Baluken, 4 Kasım 2016'dan beri süren tutukluluğunun ardından dün (30 Ocak) Diyarbakır 8. Ağır Ceza Mahkemesi’nde görülen duruşmada tahliye edildi.
Kandıra Cezaevi çıkışında Baluken’i HDP’li milletvekilleri karşıladı.
"Siyasetçiler, gazeteciler cezaevinde"
Dihaber’de yer alan habere göre Baluken’in cezaevi önündeki açıklaması şöyle:
“Bugün benim dışarı çıkmam değil, Selahattin Demirtaş'ın içeride olması haberdir. Bu arkamda gördüğünüz cezaevinde şu anda bir siyasi partinin eş başkanı, milletvekili, belediye başkanları ve seçilmiş siyasetçileri var.

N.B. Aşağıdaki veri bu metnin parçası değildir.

//! Normalization of extracted text before parsing.
//!
//! Extraction backends disagree on line endings, bullet glyphs, and
//! spacing; the line heuristics downstream expect a tidy stream. All
//! extracted text passes through [`normalize`] exactly once.

use regex::Regex;
use unicode_normalization::UnicodeNormalization;

/// Bullet glyph variants standardized to `•`.
const BULLET_VARIANTS: [char; 6] = ['●', '○', '▪', '■', '◦', '‣'];

/// Normalize extracted resume text.
///
/// NFC normalization, CRLF→LF, exotic bullet glyphs → `•`, trailing-space
/// removal, and collapse of 3+ consecutive newlines down to two.
pub fn normalize(text: &str) -> String {
    let text: String = text.nfc().collect();
    let text = text.replace("\r\n", "\n").replace('\r', "\n");

    let text: String = text
        .chars()
        .map(|c| if BULLET_VARIANTS.contains(&c) { '•' } else { c })
        .collect();

    let trailing_re = Regex::new(r"(?m)[ \t]+$").unwrap();
    let text = trailing_re.replace_all(&text, "");

    let blank_runs_re = Regex::new(r"\n{3,}").unwrap();
    blank_runs_re.replace_all(&text, "\n\n").into_owned()
}

#[cfg(test)]
mod tests {
    use super::*;

    #[test]
    fn test_crlf_normalized() {
        assert_eq!(normalize("a\r\nb\rc"), "a\nb\nc");
    }

    #[test]
    fn test_bullet_variants_standardized() {
        assert_eq!(normalize("● one\n◦ two"), "• one\n• two");
    }

    #[test]
    fn test_plain_bullets_untouched() {
        assert_eq!(normalize("- one\n* two"), "- one\n* two");
    }

    #[test]
    fn test_blank_runs_collapsed() {
        assert_eq!(normalize("a\n\n\n\n\nb"), "a\n\nb");
    }

    #[test]
    fn test_trailing_spaces_removed() {
        assert_eq!(normalize("a   \nb\t"), "a\nb");
    }

    #[test]
    fn test_nfc_normalization() {
        // e + combining acute → precomposed é
        assert_eq!(normalize("re\u{0301}sume\u{0301}"), "résumé");
    }
}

“Bir genel merkez binasından daha fazla siyasetçimiz cezaevinde bulunuyorsa bu Türkiye demokrasisi açısından hangi noktada olduğumuzu gösteriyor. İçeride gazeteciler var, sanatçılar var, hasta tutsaklar var. Bu ayıp devam ettiği sürece biz bu şekilde ki tahliyelerle sevinecek bir ruh halini bile inanın yaşamakta zorlanıyoruz.
"Referandum süreci"
“Her şeyden önce bu partinin eş başkanlarının, vekillerinin, seçilmiş siyasetçilerinin de bir an önce tahliye edilmesi gerektiğini düşünüyoruz. Çünkü içerisinde bulunduğumuz referandum sürecinin meşrutiyeti bile aksi takdirde tartışmalı bir duruma gelecektir. Bu husus çok nettir.
“Selahattin Demirtaş, Figen Yüksekdağ ve vekillerimiz içeride olduğu sürece bu referandumun meşrutiyeti bile ileriki süreçte ciddi şekilde tartışılır. O nedenle umarım bir an önce bu ayıptan vazgeçilir.
"Tecrit"
“Bir diğer husus ise tam üç aydır 21. yüzyılda seçilmiş bir parlamento mensubu olarak, 80 milyon insanın iradesini temsil eden bir milletvekili olarak ortaçağ koşullarının dayatıldığı tecrit koşulları yaşandı. Tecrit bir insanlık suçudur, işkence yöntemidir. Hiç kimseye uygulanmaması gerektiği gibi milletvekillerine uygulanması da ayrı bir ayıptır. Umarım bizim tahliyemiz bu bahsettiğim olumsuzlukların giderilmesi için bir vesile olur.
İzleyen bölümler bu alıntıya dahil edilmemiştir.